While these results were met with initial silence from the scientific community, perception changed and euphoria took over, after Ruvkun’s research group published their discovery of another microRNA encoded by the let-7 gene, seven years later. This gene was highly conserved and present throughout the animal kingdom, unlike lin-4. Over the following years, different microRNAs were identified. As a result of this work, researchers are today aware of the presence of more than 1,000 genes for different microRNAs and that gene regulation for microRNA is present in all multicellular organisms.

What are the applications for the future?

As Iorio and Croce list, since the first discovery, there have been remarkable advances in the understanding of microRNA biology. These include the identification of hundreds of microRNA genes; the dissection of microRNA biogenesis pathways; the identification of numerous microRNA targets and the establishment of principles of target regulation; and more importantly, there have been vigorous studies of their biological functions in physiological and pathological conditions.

Researchers found that a single microRNA can regulate the expression of many different genes, and conversely, a single gene can be regulated by multiple microRNAs, thereby coordinating and fine-tuning entire networks of genes.
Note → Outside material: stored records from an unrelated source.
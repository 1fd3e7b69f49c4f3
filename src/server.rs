//! TCP listener glue
//!
//! Accepts connections and hands each stream, together with the shared
//! registry, to a new `ConnectionSession`.

use std::net::SocketAddr;
use std::sync::Arc;

use tokio::net::{TcpListener, TcpStream};
use tracing::{error, info};

use crate::config::Config;
use crate::error::AppError;
use crate::registry::SessionRegistry;
use crate::session::ConnectionSession;
use crate::types::ConnectionId;

/// Listening chat server
pub struct ChatServer {
    listener: TcpListener,
    registry: Arc<SessionRegistry>,
    config: Config,
}

impl ChatServer {
    /// Bind the listener on `config.bind`
    pub async fn bind(config: Config) -> Result<Self, AppError> {
        let listener = TcpListener::bind(&config.bind).await?;
        Ok(Self {
            listener,
            registry: Arc::new(SessionRegistry::new()),
            config,
        })
    }

    pub fn local_addr(&self) -> Result<SocketAddr, AppError> {
        Ok(self.listener.local_addr()?)
    }

    pub fn registry(&self) -> Arc<SessionRegistry> {
        self.registry.clone()
    }

    /// Accept connections forever
    ///
    /// Accept errors are logged and the loop keeps going.
    pub async fn run(self) {
        info!("Chat server accepting connections");

        loop {
            match self.listener.accept().await {
                Ok((stream, addr)) => {
                    info!("New connection from {}", addr);
                    match handle_connection(stream, self.registry.clone(), &self.config) {
                        Ok(session) => {
                            tokio::spawn(async move {
                                let id = session.id().clone();
                                session.join().await;
                                info!("Client {} disconnected", id);
                            });
                        }
                        Err(e) => error!("Connection setup error: {}", e),
                    }
                }
                Err(e) => {
                    error!("Failed to accept connection: {}", e);
                }
            }
        }
    }
}

/// Start a session for an accepted TCP stream
pub fn handle_connection(
    stream: TcpStream,
    registry: Arc<SessionRegistry>,
    config: &Config,
) -> Result<ConnectionSession, AppError> {
    let id = ConnectionId::from_peer(stream.peer_addr()?);
    let (reader, writer) = stream.into_split();
    Ok(ConnectionSession::start(reader, writer, id, registry, config))
}
//! Line-Oriented Chat Server - Entry Point
//!
//! Parses configuration, binds the TCP listener and accepts connections.

use clap::Parser;
use tracing::info;
use tracing_subscriber::EnvFilter;

use line_chat::{ChatServer, Config};

#[tokio::main]
async fn main() -> Result<(), Box<dyn std::error::Error>> {
    // Initialize logging with environment filter
    // Use RUST_LOG env var to control log level
    // e.g., RUST_LOG=debug or RUST_LOG=line_chat=trace
    tracing_subscriber::fmt()
        .with_env_filter(
            EnvFilter::try_from_default_env().unwrap_or_else(|_| EnvFilter::new("line_chat=info")),
        )
        .init();

    let config = Config::parse();

    let server = ChatServer::bind(config.clone()).await?;
    info!("Chat server listening on {}", server.local_addr()?);
    info!(
        "Mailbox capacity {}, max line length {}",
        config.mailbox_capacity, config.max_line_length
    );

    server.run().await;

    Ok(())
}
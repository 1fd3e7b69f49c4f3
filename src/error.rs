//! Error types for the chat server
//!
//! Defines fatal stream errors, recoverable protocol errors and
//! mailbox delivery errors. Uses thiserror for ergonomic error definitions.

use thiserror::Error;

/// Application-level errors
///
/// All variants are fatal for the session that hit them: the reader loop
/// stops and cleanup runs.
#[derive(Debug, Error)]
pub enum AppError {
    /// IO error on the client stream
    #[error("IO error: {0}")]
    Io(#[from] std::io::Error),

    /// Line framing error (overlong line or IO)
    #[error("Line codec error: {0}")]
    Lines(#[from] tokio_util::codec::AnyDelimiterCodecError),
}

/// Naming rule violations
///
/// Recoverable: reported back to the offending client only.
#[derive(Debug, Clone, PartialEq, Eq, Error)]
pub enum NameError {
    /// Name is empty after trimming
    #[error("Name cannot be empty.")]
    Empty,

    /// Name contains whitespace
    #[error("Name cannot contain spaces.")]
    ContainsWhitespace,

    /// Rename target equals the current name
    #[error("You are already using this name.")]
    Unchanged,

    /// Another active session holds the name
    #[error("This name is already taken.")]
    Taken,

    /// Session is not registered (already cleaned up)
    #[error("Session is not registered.")]
    NotRegistered,
}

/// Command syntax errors
#[derive(Debug, Clone, PartialEq, Eq, Error)]
pub enum CommandError {
    /// `#setMyName` without an argument
    #[error("Syntax error: #setMyName <name>")]
    SetMyNameSyntax,

    /// `#sendPrivate` without target or body
    #[error("Syntax error: #sendPrivate <name> <message>")]
    SendPrivateSyntax,

    /// `#sendPrivate` target does not match any active session
    #[error("Client with name '{0}' doesn't exist.")]
    UnknownRecipient(String),
}

/// Mailbox delivery errors
///
/// Never surfaced to clients; the message for that one recipient is dropped.
#[derive(Debug, Clone, PartialEq, Eq, Error)]
pub enum DeliveryError {
    /// The recipient's mailbox is at capacity
    #[error("Mailbox full")]
    MailboxFull,

    /// The recipient's writer has gone away
    #[error("Mailbox closed")]
    Closed,
}

#[cfg(test)]
mod tests {
    use super::*;

    #[test]
    fn test_name_error_text() {
        assert_eq!(NameError::Taken.to_string(), "This name is already taken.");
        assert_eq!(
            NameError::Unchanged.to_string(),
            "You are already using this name."
        );
    }

    #[test]
    fn test_unknown_recipient_text() {
        let err = CommandError::UnknownRecipient("bob".to_string());
        assert_eq!(err.to_string(), "Client with name 'bob' doesn't exist.");
    }
}
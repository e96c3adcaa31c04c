//! Subtitle track building and ASS materialization.

mod builder;
mod style;
mod track;
mod writer;

pub use builder::SubtitleBuilder;
pub use style::SubtitleStyle;
pub use track::{Cue, SubtitleTrack};
pub use writer::{escape_filter_path, format_ass_time, materialize, write_ass};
Extensive research has also yielded knowledge that cells and tissues do not develop normally without microRNAs. Abnormal regulation by microRNA can contribute to cancer, and mutations in genes coding for microRNAs have been found in humans, causing conditions such as congenital hearing loss, eye and skeletal disorders. Mutations in one of the proteins required for microRNA production result in the DICER1 syndrome, a rare but severe syndrome linked to cancer in various organs and tissues.